====== DATA SUPPLIED

//! Motion service: moves components to poses and reports where components are.
//!
//! Every call builds its own copy of the frame system extended with the caller's world
//! state, expresses the destination in the base frame of the chain that will move, solves
//! inverse kinematics with obstacles as constraints, and commands the joint positions.
//! Nothing is kept between calls.

use std::error::Error;
use std::fmt;
use std::sync::Arc;
use tracing::{debug, info, warn};
use crate::collisions::Collision;
use crate::components::{lock, Capabilities, Component, ComponentError, Extra};
use crate::constraints::Constraints;
use crate::context::{CallContext, Interrupted};
use crate::frame::Frame;
use crate::frame_system::{FrameSystem, FrameSystemError};
use crate::ik::{IkError, SolverConfig};
use crate::kinematic_traits::{InputsByFrame, Pose, WORLD};
use crate::kinematics_impl::KinematicModel;
use crate::robot::Robot;
use crate::spatial::PoseInFrame;
use crate::world_state::WorldState;

#[derive(Debug, Clone, PartialEq)]
pub enum MotionError {
    ComponentNotFound(String),
    /// Neither the component nor any of its ancestors has a kinematic chain that could move it.
    NotMovable(String),
    NoSolutionFound {
        component: String,
        attempts: usize,
        best_position_error: f64,
        best_orientation_error: f64,
    },
    Infeasible { component: String, collisions: Vec<Collision> },
    Frame(FrameSystemError),
    /// Error reported by the component itself, passed through as is.
    Component { component: String, source: ComponentError },
    Cancelled,
    DeadlineExceeded,
}

impl MotionError {
    pub fn component(name: &str, source: ComponentError) -> Self {
        MotionError::Component { component: name.to_string(), source }
    }

    /// Inverse kinematics failure of the chain of the given component.
    pub fn from_ik(component: &str, err: IkError) -> Self {
        match err {
            IkError::NoSolutionFound { attempts, best_position_error, best_orientation_error } =>
                MotionError::NoSolutionFound {
                    component: component.to_string(),
                    attempts,
                    best_position_error,
                    best_orientation_error,
                },
            IkError::Infeasible { collisions } =>
                MotionError::Infeasible { component: component.to_string(), collisions },
            IkError::Interrupted(reason) => reason.into(),
            IkError::Frame(err) => MotionError::Frame(err),
        }
    }
}

impl fmt::Display for MotionError {
    fn fmt(&self, f: &mut fmt::Formatter) -> fmt::Result {
        match self {
            MotionError::ComponentNotFound(name) => write!(f, "component '{}' not found", name),
            MotionError::NotMovable(name) => write!(f, "component '{}' cannot be moved", name),
            MotionError::NoSolutionFound { component, attempts, best_position_error, best_orientation_error } =>
                write!(f, "no solution found for '{}' in {} attempts, closest was {:.4} mm and {:.6} rad away",
                       component, attempts, best_position_error, best_orientation_error),
            MotionError::Infeasible { component, collisions } => {
                write!(f, "every solution for '{}' collides", component)?;
                for (i, collision) in collisions.iter().enumerate() {
                    write!(f, "{}{}", if i == 0 { ": " } else { ", " }, collision)?;
                }
                Ok(())
            }
            MotionError::Frame(err) => write!(f, "{}", err),
            MotionError::Component { component, source } => write!(f, "{}: {}", component, source),
            MotionError::Cancelled => write!(f, "motion cancelled"),
            MotionError::DeadlineExceeded => write!(f, "motion deadline exceeded"),
        }
    }
}

impl Error for MotionError {
    fn source(&self) -> Option<&(dyn Error + 'static)> {
        match self {
            MotionError::Frame(err) => Some(err),
            MotionError::Component { source, .. } => Some(source),
            _ => None,
        }
    }
}

impl From<FrameSystemError> for MotionError {
    fn from(err: FrameSystemError) -> Self {
        MotionError::Frame(err)
    }
}

impl From<Interrupted> for MotionError {
    fn from(reason: Interrupted) -> Self {
        match reason {
            Interrupted::Cancelled => MotionError::Cancelled,
            Interrupted::DeadlineExceeded => MotionError::DeadlineExceeded,
        }
    }
}

/// Which chain moves and how it reaches the frame being positioned.
struct Plan {
    /// Component that receives the joint positions.
    solver: String,
    /// Chain of the solver, possibly extended down to the positioned frame.
    model: KinematicModel,
}

pub struct MotionService {
    robot: Arc<Robot>,
    config: SolverConfig,
}

impl MotionService {
    pub fn new(robot: Arc<Robot>) -> Self {
        MotionService { robot, config: SolverConfig::default() }
    }

    pub fn with_config(robot: Arc<Robot>, config: SolverConfig) -> Self {
        MotionService { robot, config }
    }

    pub fn robot(&self) -> &Arc<Robot> {
        &self.robot
    }

    /// Moves the frame of the named component to the destination. If the component has no
    /// kinematic chain, the nearest ancestor component that has one moves it instead.
    pub fn move_component(&self, name: &str, destination: &PoseInFrame, world_state: &WorldState,
                          extra: &Extra, ctx: &CallContext) -> Result<(), MotionError> {
        self.execute_move(name, destination, world_state, extra, ctx, false)
    }

    /// Like [MotionService::move_component] but only the named component itself may move,
    /// so it must have a kinematic chain.
    pub fn move_single_component(&self, name: &str, destination: &PoseInFrame, world_state: &WorldState,
                                 extra: &Extra, ctx: &CallContext) -> Result<(), MotionError> {
        self.execute_move(name, destination, world_state, extra, ctx, true)
    }

    /// Pose of the named component frame in the destination frame (world if empty).
    /// Supplemental transforms are added to the frame system for this call only.
    pub fn get_pose(&self, name: &str, destination_frame: &str, supplemental_transforms: &[PoseInFrame],
                    _extra: &Extra) -> Result<PoseInFrame, MotionError> {
        if self.robot.component(name).is_none() {
            return Err(MotionError::ComponentNotFound(name.to_string()));
        }
        let frame_system = WorldState::from_transforms(supplemental_transforms.to_vec())
            .merge_into(self.robot.frame_system())?;
        let inputs = self.robot.current_inputs()?;
        let destination = if destination_frame.is_empty() { WORLD } else { destination_frame };
        let pose = frame_system.transform_frame(&inputs, &Pose::identity(), name, destination)?;
        Ok(PoseInFrame::new(destination, pose))
    }
}

impl MotionService {
    fn execute_move(&self, name: &str, destination: &PoseInFrame, world_state: &WorldState,
                    extra: &Extra, ctx: &CallContext, single: bool) -> Result<(), MotionError> {
        info!("Moving {} to {:?} in '{}'", name, destination.pose.translation.vector, destination.frame);

        // Validate, capabilities only
        let component = self.robot.component(name)
            .ok_or_else(|| MotionError::ComponentNotFound(name.to_string()))?;
        let capabilities = lock(&component)
            .map_err(|source| MotionError::component(name, source))?
            .capabilities();

        // Dispatch
        let (solver, depth) = if capabilities.contains(Capabilities::KINEMATIC_CHAIN) {
            (name.to_string(), 0)
        } else if single {
            return Err(MotionError::NotMovable(name.to_string()));
        } else {
            self.nearest_chain_ancestor(name)?
        };

        // Merge
        let frame_system = world_state.merge_into(self.robot.frame_system())?;
        let inputs = self.robot.current_inputs()?;
        let plan = self.plan(&frame_system, &inputs, name, solver, depth)?;

        // Resolve target and obstacles in the frame the chain is attached to
        let base = plan.model.base();
        let target = frame_system.transform_frame(&inputs, &destination.pose, &destination.frame, base)?;
        let obstacles = world_state.obstacles_in_frame(&frame_system, &inputs, base)?;
        debug!("Solving {} (chain of {}) with {} obstacles", name, plan.solver, obstacles.len());

        let seed = plan.model.flatten_inputs(&inputs)?;
        let constraints = Constraints::from_kinematics(&plan.model)
            .with_obstacles(&obstacles, self.config.link_radius);
        let solution = plan.model.inverse(&target, &seed, &constraints, &self.config, ctx)
            .map_err(|err| MotionError::from_ik(&plan.solver, err))?;
        let positions = plan.model.protobuf_from_input(&solution)?;

        // Execute, holding the solver for the whole command
        ctx.check()?;
        let solver = self.robot.component(&plan.solver)
            .ok_or_else(|| MotionError::ComponentNotFound(plan.solver.clone()))?;
        let mut guard = lock(&solver).map_err(|source| MotionError::component(&plan.solver, source))?;
        if let Err(source) = guard.move_to_joint_positions(&positions, extra) {
            warn!("{} failed to move: {}", plan.solver, source);
            stop(&mut *guard, &plan.solver, extra);
            return Err(MotionError::component(&plan.solver, source));
        }
        if let Err(reason) = ctx.check() {
            warn!("{} interrupted after the command was issued", plan.solver);
            stop(&mut *guard, &plan.solver, extra);
            return Err(reason.into());
        }
        info!("{} accepted joint positions {:?}", plan.solver, positions.values);
        Ok(())
    }

    /// Nearest ancestor component with a kinematic chain and how many frames below it
    /// the frame of the named component is.
    fn nearest_chain_ancestor(&self, name: &str) -> Result<(String, usize), MotionError> {
        let ancestors = self.robot.frame_system().ancestors(name)?;
        for (depth, ancestor) in ancestors.iter().enumerate().skip(1) {
            let Some(component) = self.robot.component(ancestor) else {
                continue;
            };
            let capabilities = lock(&component)
                .map_err(|source| MotionError::component(ancestor, source))?
                .capabilities();
            if capabilities.contains(Capabilities::KINEMATIC_CHAIN) {
                debug!("{} is moved by the chain of {}", name, ancestor);
                return Ok((ancestor.to_string(), depth));
            }
        }
        Err(MotionError::NotMovable(name.to_string()))
    }

    /// Chain of the solver, extended down to the frame of the named component when that
    /// frame is `depth` levels below. Frames in between are frozen at their current inputs.
    fn plan(&self, frame_system: &FrameSystem, inputs: &InputsByFrame, name: &str, solver: String,
            depth: usize) -> Result<Plan, MotionError> {
        let model = self.robot.kinematic_model(&solver)?;
        if depth == 0 {
            return Ok(Plan { solver, model: (*model).clone() });
        }
        let ancestors = frame_system.ancestors(name)?;
        let mut tail = Vec::with_capacity(depth);
        for frame_name in ancestors[..depth].iter().rev() {
            let frame = frame_system.frame(frame_name)
                .ok_or_else(|| FrameSystemError::FrameNotFound(frame_name.to_string()))?;
            tail.push(freeze(frame, inputs)?);
        }
        let model = model.with_tail(tail)?;
        Ok(Plan { solver, model })
    }
}

/// Static copy of the frame at its current inputs.
fn freeze(frame: &Frame, inputs: &InputsByFrame) -> Result<Frame, FrameSystemError> {
    if frame.is_static() {
        return Ok(frame.clone());
    }
    let values = inputs.get(frame.name()).ok_or_else(|| FrameSystemError::MissingInputs {
        frame: frame.name().to_string(),
        expected: frame.dof(),
        found: 0,
    })?;
    frame.fixed_at(values)
}

/// Stops the component after a failed or interrupted command. Failure to stop is only logged.
fn stop(component: &mut dyn Component, name: &str, extra: &Extra) {
    if !component.capabilities().contains(Capabilities::STOPPABLE) {
        return;
    }
    if let Err(err) = component.stop(extra) {
        warn!("{} failed to stop: {}", name, err);
    }
}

============

> **WHAT IS EXPECTED**
Among the lines above, repeat exactly those from the line with "let solver = self.robot.component(&plan.solver)" to the line with "their current inputs.", counting both ends.

> **ANSWER TO THIS TASK**
        let solver = self.robot.component(&plan.solver)
            .ok_or_else(|| MotionError::ComponentNotFound(plan.solver.clone()))?;
        let mut guard = lock(&solver).map_err(|source| MotionError::component(&plan.solver, source))?;
        if let Err(source) = guard.move_to_joint_positions(&positions, extra) {
            warn!("{} failed to move: {}", plan.solver, source);
            stop(&mut *guard, &plan.solver, extra);
            return Err(MotionError::component(&plan.solver, source));
        }
        if let Err(reason) = ctx.check() {
            warn!("{} interrupted after the command was issued", plan.solver);
            stop(&mut *guard, &plan.solver, extra);
            return Err(reason.into());
        }
        info!("{} accepted joint positions {:?}", plan.solver, positions.values);
        Ok(())
    }

    /// Nearest ancestor component with a kinematic chain and how many frames below it
    /// the frame of the named component is.
    fn nearest_chain_ancestor(&self, name: &str) -> Result<(String, usize), MotionError> {
        let ancestors = self.robot.frame_system().ancestors(name)?;
        for (depth, ancestor) in ancestors.iter().enumerate().skip(1) {
            let Some(component) = self.robot.component(ancestor) else {
                continue;
            };
            let capabilities = lock(&component)
                .map_err(|source| MotionError::component(ancestor, source))?
                .capabilities();
            if capabilities.contains(Capabilities::KINEMATIC_CHAIN) {
                debug!("{} is moved by the chain of {}", name, ancestor);
                return Ok((ancestor.to_string(), depth));
            }
        }
        Err(MotionError::NotMovable(name.to_string()))
    }

    /// Chain of the solver, extended down to the frame of the named component when that
    /// frame is `depth` levels below. Frames in between are frozen at their current inputs.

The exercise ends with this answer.